**TASK GOAL**
Please copy out the lines in the entries that contain "JSON".

(Stored data)
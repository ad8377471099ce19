use thiserror::Error;

/// Errors produced while reading and decoding telemetry lines.
///
/// Only `Io`, `Serial` and `Closed` concern the transport. Everything else is
/// about a single line and the consumer skips it and keeps going.
#[derive(Error, Debug)]
pub enum TelemetryError {
    /// Line is neither JSON nor a number
    #[error("Malformed line: {reason}")]
    Malformed {
        /// Decoder message
        reason: String,
    },

    /// Line is valid JSON but not a payload we understand
    #[error("Unexpected payload shape: {reason}")]
    UnexpectedShape {
        /// What was found instead
        reason: String,
    },

    /// An expected field was absent and has been defaulted
    #[error("Missing field {field}, defaulting to 0")]
    MissingField {
        /// Name of the absent field
        field: &'static str,
    },

    /// Reading from the transport failed
    #[error("I/O error: {0}")]
    Io(#[from] std::io::Error),

    /// Opening or configuring the serial port failed
    #[cfg(feature = "serial")]
    #[error("Serial port error: {0}")]
    Serial(#[from] serialport::Error),

    /// The transport reached end of stream
    #[error("Line source closed")]
    Closed,
}

impl TelemetryError {
    pub fn malformed(reason: impl Into<String>) -> Self {
        TelemetryError::Malformed {
            reason: reason.into(),
        }
    }

    pub fn unexpected_shape(reason: impl Into<String>) -> Self {
        TelemetryError::UnexpectedShape {
            reason: reason.into(),
        }
    }

    /// Whether the error concerns one line only and the loop can continue
    pub fn is_recoverable(&self) -> bool {
        matches!(
            self,
            TelemetryError::Malformed { .. }
                | TelemetryError::UnexpectedShape { .. }
                | TelemetryError::MissingField { .. }
        )
    }
}

/// Result type for telemetry operations
pub type TelemetryResult<T> = Result<T, TelemetryError>;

**EXERCISE OUTPUT**
    /// Line is neither JSON nor a number
    /// Line is valid JSON but not a payload we understand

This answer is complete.